- [TASK DATA]
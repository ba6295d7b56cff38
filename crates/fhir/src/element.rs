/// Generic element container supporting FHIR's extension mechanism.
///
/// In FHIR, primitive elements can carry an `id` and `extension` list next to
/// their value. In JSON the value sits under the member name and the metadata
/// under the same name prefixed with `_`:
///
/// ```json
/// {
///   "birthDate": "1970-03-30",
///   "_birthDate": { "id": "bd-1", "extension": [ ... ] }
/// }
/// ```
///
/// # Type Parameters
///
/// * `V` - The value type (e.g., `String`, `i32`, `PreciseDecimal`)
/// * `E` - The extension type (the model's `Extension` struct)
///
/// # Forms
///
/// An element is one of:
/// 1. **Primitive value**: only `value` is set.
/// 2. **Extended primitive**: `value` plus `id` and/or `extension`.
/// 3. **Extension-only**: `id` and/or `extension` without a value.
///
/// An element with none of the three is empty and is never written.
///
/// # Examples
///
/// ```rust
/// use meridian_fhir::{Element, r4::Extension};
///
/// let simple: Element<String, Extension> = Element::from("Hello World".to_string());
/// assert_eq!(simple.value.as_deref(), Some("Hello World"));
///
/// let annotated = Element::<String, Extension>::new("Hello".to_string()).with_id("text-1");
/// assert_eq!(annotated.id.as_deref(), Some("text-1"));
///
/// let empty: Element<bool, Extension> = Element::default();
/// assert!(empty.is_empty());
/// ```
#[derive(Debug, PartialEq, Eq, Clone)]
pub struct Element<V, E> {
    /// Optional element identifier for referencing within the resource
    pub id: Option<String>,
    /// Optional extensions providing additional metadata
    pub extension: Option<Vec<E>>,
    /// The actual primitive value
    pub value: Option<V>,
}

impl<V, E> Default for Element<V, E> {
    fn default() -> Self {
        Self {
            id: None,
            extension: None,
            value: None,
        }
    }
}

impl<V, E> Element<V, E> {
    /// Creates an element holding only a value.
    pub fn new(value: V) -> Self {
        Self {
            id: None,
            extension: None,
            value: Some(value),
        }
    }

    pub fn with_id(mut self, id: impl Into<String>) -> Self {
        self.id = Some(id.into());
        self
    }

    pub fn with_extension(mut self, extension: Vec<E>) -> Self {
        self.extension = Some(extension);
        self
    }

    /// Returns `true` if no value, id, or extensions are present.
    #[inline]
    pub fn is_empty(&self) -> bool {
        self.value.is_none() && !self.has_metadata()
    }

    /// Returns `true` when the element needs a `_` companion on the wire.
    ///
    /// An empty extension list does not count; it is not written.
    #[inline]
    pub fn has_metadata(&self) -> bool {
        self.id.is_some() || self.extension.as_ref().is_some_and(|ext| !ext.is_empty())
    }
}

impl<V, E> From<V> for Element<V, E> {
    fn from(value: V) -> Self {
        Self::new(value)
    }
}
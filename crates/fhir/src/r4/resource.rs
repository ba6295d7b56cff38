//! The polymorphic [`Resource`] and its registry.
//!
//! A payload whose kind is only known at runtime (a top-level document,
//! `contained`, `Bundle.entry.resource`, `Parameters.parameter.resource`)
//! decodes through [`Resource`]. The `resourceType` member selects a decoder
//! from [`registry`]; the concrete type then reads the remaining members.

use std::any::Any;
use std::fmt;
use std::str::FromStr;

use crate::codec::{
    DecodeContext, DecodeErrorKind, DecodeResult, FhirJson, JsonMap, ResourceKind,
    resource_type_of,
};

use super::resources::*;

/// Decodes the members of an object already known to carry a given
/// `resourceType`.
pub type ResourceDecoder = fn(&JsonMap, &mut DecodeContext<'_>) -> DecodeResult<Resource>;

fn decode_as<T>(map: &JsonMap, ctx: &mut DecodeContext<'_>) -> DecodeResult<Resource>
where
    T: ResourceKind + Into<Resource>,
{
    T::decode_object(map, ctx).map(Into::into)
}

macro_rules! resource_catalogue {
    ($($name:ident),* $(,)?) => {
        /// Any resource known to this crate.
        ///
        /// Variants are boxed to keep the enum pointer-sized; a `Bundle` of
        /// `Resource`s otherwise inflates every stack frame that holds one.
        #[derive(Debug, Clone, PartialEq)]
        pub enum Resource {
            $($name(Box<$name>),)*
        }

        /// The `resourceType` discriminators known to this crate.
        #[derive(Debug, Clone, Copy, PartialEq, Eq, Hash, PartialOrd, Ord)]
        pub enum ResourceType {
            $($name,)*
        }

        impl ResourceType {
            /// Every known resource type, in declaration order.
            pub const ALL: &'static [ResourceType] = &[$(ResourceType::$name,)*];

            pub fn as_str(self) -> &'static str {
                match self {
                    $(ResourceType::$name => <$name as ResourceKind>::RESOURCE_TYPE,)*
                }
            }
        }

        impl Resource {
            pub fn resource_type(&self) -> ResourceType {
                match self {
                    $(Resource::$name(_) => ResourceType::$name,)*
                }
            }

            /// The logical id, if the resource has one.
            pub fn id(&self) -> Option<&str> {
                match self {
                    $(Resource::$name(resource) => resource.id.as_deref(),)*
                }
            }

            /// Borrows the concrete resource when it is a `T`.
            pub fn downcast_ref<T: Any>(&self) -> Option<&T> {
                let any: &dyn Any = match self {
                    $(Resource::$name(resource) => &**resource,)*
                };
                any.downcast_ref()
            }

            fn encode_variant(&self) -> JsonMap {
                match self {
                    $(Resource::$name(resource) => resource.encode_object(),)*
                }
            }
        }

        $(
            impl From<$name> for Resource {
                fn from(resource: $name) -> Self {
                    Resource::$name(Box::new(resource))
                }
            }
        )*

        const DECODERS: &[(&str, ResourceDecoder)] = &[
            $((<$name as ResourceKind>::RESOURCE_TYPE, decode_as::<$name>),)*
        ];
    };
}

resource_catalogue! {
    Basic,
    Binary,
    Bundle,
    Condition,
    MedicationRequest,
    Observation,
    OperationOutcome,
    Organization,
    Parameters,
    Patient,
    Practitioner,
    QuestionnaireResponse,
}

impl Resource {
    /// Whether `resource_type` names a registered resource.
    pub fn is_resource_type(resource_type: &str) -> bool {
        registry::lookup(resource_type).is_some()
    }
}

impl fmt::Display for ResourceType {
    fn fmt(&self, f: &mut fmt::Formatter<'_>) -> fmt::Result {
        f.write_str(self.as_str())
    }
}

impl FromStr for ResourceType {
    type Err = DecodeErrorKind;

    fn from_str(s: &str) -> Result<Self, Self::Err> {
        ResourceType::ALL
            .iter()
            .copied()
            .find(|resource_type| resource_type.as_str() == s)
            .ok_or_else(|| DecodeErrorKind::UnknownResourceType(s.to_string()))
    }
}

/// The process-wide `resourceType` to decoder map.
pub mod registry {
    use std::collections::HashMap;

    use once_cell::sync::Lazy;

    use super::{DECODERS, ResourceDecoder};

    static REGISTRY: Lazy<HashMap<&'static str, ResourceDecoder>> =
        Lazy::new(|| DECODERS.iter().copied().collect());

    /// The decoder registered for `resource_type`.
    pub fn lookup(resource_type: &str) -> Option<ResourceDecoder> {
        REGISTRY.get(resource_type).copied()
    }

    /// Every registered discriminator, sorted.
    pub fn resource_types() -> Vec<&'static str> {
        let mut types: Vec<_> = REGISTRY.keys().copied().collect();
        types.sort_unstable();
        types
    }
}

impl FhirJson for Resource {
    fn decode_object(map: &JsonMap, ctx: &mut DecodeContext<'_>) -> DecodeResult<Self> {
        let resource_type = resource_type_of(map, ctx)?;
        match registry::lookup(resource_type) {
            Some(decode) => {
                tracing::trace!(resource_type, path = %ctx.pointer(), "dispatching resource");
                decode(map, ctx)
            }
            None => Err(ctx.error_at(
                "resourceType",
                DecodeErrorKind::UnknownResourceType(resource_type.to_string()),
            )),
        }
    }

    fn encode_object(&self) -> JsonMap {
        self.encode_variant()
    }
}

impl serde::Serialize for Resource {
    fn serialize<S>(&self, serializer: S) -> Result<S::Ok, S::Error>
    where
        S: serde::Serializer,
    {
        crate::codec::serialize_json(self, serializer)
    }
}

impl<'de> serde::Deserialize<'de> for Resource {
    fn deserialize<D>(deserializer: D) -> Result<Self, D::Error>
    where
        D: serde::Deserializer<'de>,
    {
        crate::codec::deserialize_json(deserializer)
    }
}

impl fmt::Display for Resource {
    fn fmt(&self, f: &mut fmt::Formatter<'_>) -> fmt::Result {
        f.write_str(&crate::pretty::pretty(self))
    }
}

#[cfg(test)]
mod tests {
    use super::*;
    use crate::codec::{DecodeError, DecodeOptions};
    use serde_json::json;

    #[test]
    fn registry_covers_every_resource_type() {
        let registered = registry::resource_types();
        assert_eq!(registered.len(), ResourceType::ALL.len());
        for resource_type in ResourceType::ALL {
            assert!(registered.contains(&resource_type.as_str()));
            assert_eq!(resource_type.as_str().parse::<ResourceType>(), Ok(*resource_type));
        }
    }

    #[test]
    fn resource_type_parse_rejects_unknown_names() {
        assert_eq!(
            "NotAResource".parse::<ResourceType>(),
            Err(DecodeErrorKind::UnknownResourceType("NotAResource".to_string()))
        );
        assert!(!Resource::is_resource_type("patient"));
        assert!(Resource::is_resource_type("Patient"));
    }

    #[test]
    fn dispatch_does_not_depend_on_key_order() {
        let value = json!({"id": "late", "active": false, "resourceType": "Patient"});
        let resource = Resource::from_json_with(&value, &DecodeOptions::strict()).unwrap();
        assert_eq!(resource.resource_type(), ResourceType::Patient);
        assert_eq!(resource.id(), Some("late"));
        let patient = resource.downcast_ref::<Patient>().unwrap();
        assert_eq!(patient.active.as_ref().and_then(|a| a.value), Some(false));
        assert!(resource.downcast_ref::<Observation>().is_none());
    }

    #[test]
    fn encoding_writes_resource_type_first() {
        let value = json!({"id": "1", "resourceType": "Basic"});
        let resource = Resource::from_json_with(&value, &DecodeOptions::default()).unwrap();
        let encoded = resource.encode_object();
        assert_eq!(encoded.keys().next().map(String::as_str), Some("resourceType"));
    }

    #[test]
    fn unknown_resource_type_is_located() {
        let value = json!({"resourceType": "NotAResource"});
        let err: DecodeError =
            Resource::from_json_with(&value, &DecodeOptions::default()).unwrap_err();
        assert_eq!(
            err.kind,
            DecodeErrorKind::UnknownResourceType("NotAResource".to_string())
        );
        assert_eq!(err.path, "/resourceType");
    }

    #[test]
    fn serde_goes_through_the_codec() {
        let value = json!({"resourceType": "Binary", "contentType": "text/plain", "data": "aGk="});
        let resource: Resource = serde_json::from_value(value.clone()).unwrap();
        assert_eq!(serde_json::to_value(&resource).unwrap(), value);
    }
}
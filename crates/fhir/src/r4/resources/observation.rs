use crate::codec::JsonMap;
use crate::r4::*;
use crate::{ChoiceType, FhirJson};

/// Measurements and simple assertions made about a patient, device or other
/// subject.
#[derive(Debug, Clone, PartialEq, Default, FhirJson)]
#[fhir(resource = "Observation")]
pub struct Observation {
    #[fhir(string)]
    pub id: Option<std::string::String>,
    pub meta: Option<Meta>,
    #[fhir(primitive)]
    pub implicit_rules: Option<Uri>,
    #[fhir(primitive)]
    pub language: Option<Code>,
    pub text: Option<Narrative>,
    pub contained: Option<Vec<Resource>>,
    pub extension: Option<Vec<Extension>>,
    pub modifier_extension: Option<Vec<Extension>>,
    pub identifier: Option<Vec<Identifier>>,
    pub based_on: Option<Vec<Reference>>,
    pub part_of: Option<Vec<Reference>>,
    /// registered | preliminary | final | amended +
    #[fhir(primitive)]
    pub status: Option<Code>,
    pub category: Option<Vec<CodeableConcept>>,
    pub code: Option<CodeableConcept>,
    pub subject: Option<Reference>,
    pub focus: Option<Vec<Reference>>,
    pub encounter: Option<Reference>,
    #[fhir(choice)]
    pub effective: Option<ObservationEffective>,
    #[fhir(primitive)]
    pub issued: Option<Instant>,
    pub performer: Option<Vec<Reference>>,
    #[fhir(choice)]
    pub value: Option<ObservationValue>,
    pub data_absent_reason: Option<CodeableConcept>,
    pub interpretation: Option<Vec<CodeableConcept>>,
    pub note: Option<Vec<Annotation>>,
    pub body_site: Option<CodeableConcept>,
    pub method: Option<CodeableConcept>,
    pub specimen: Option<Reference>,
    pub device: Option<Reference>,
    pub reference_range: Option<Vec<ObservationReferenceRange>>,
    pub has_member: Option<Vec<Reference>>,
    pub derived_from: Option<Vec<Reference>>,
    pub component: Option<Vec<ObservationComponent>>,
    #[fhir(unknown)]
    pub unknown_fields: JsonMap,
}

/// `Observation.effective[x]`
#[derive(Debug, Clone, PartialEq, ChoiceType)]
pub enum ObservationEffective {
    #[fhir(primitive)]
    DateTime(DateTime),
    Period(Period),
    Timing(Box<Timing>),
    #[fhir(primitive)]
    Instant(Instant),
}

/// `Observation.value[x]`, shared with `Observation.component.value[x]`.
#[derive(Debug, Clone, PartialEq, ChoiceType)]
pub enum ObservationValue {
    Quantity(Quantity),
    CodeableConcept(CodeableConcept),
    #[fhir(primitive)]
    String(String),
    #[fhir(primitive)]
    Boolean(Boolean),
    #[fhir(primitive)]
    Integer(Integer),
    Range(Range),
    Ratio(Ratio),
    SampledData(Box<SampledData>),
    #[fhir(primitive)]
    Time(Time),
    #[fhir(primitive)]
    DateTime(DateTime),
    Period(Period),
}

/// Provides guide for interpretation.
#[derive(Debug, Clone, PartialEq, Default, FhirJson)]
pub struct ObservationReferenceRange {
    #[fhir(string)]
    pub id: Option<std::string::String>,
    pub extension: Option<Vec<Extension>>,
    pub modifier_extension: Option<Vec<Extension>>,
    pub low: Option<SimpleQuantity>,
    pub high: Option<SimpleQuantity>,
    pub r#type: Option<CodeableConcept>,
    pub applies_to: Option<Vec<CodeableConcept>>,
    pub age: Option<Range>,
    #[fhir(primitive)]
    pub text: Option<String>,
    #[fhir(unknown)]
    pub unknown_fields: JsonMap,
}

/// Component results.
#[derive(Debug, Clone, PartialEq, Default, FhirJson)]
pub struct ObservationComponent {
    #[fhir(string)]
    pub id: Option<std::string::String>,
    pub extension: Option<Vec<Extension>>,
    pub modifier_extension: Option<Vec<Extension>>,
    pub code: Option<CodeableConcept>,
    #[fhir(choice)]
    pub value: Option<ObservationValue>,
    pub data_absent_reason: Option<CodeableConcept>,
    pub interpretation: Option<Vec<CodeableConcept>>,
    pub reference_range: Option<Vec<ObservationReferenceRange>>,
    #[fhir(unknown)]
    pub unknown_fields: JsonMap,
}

...

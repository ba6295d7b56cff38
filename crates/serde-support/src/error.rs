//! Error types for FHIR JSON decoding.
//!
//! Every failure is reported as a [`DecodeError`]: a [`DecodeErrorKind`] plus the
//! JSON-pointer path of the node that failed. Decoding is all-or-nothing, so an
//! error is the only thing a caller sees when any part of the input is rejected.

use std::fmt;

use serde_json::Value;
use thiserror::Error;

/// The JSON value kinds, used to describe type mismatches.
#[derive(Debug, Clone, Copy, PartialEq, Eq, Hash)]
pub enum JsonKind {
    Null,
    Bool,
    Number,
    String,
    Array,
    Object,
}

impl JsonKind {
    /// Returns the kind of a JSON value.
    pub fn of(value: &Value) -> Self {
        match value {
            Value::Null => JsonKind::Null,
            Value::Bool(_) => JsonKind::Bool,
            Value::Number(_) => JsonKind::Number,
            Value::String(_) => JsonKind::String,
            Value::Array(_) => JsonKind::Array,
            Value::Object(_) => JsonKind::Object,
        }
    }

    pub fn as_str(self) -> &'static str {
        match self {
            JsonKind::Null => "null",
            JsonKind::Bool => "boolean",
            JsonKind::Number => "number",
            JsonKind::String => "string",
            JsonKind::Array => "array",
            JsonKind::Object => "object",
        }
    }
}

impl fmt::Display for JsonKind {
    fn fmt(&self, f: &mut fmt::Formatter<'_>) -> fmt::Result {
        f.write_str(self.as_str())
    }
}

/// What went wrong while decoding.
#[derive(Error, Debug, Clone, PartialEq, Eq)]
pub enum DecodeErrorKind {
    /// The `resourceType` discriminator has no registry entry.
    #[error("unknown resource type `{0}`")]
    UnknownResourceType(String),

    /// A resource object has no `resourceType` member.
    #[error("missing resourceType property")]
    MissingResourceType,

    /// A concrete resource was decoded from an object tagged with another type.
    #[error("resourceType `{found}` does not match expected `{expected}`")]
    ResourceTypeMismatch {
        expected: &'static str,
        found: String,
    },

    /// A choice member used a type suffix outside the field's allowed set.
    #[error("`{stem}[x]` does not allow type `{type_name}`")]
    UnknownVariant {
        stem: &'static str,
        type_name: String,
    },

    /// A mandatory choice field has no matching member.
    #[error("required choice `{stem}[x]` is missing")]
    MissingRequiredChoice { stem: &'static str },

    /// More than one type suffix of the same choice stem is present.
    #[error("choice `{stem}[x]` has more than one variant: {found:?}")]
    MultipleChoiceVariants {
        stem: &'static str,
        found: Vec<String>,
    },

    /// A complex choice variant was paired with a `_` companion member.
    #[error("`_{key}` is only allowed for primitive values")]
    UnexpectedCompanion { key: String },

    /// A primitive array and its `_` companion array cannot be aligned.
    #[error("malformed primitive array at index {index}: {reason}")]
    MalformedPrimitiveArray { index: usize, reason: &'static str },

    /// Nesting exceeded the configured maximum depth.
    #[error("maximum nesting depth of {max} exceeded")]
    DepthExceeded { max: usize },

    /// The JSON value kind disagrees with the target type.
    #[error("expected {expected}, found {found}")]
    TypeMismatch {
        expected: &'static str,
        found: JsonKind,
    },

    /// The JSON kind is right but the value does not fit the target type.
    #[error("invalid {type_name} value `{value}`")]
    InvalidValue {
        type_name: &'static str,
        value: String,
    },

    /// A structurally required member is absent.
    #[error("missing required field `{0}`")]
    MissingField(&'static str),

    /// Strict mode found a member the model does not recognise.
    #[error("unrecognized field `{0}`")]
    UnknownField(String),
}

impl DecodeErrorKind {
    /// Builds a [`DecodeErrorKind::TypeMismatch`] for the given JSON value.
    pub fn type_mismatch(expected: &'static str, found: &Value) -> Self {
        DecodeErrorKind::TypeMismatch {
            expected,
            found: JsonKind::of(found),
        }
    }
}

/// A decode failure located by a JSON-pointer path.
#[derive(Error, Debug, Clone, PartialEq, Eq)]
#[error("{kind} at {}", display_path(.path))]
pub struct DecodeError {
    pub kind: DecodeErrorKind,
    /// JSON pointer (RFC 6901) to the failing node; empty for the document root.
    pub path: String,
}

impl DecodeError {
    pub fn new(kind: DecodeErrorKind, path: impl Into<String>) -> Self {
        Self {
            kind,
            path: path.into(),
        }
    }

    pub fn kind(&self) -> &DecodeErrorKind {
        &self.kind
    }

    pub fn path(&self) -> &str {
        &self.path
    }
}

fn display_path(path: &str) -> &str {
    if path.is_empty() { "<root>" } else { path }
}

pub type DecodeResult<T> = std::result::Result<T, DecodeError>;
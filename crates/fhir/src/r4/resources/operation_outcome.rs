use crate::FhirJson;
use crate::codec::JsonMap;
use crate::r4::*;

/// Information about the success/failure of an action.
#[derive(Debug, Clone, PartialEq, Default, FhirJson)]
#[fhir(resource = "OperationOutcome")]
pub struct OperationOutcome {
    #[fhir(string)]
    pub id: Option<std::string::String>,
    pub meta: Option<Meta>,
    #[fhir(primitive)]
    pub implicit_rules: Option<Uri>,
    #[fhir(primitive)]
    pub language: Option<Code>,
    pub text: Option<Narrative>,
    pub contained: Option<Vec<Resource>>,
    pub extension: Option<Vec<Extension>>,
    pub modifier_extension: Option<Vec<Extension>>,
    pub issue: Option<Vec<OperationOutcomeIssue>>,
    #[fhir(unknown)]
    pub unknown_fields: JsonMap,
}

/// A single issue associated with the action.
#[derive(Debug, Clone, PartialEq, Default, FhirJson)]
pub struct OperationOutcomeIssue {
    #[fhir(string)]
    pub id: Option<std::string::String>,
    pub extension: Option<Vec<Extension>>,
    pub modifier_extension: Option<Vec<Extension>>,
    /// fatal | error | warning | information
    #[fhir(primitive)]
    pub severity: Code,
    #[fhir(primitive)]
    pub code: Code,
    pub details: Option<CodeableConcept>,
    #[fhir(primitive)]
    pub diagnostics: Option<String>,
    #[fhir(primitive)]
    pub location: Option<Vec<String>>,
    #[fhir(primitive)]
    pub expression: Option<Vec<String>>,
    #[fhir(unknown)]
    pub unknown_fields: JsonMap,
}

- [WHAT IS NEEDED]
Start with the line above that contains "A complex choice" and stop after the line that contains "given JSON value.". Output those lines exactly, and only those.

- [SOLUTION FOR THIS TASK]
    /// A complex choice variant was paired with a `_` companion member.
    #[error("`_{key}` is only allowed for primitive values")]
    UnexpectedCompanion { key: String },

    /// A primitive array and its `_` companion array cannot be aligned.
    #[error("malformed primitive array at index {index}: {reason}")]
    MalformedPrimitiveArray { index: usize, reason: &'static str },

    /// Nesting exceeded the configured maximum depth.
    #[error("maximum nesting depth of {max} exceeded")]
    DepthExceeded { max: usize },

    /// The JSON value kind disagrees with the target type.
    #[error("expected {expected}, found {found}")]
    TypeMismatch {
        expected: &'static str,
        found: JsonKind,
    },

    /// The JSON kind is right but the value does not fit the target type.
    #[error("invalid {type_name} value `{value}`")]
    InvalidValue {
        type_name: &'static str,
        value: String,
    },

    /// A structurally required member is absent.
    #[error("missing required field `{0}`")]
    MissingField(&'static str),

    /// Strict mode found a member the model does not recognise.
    #[error("unrecognized field `{0}`")]
    UnknownField(String),
}

impl DecodeErrorKind {
    /// Builds a [`DecodeErrorKind::TypeMismatch`] for the given JSON value.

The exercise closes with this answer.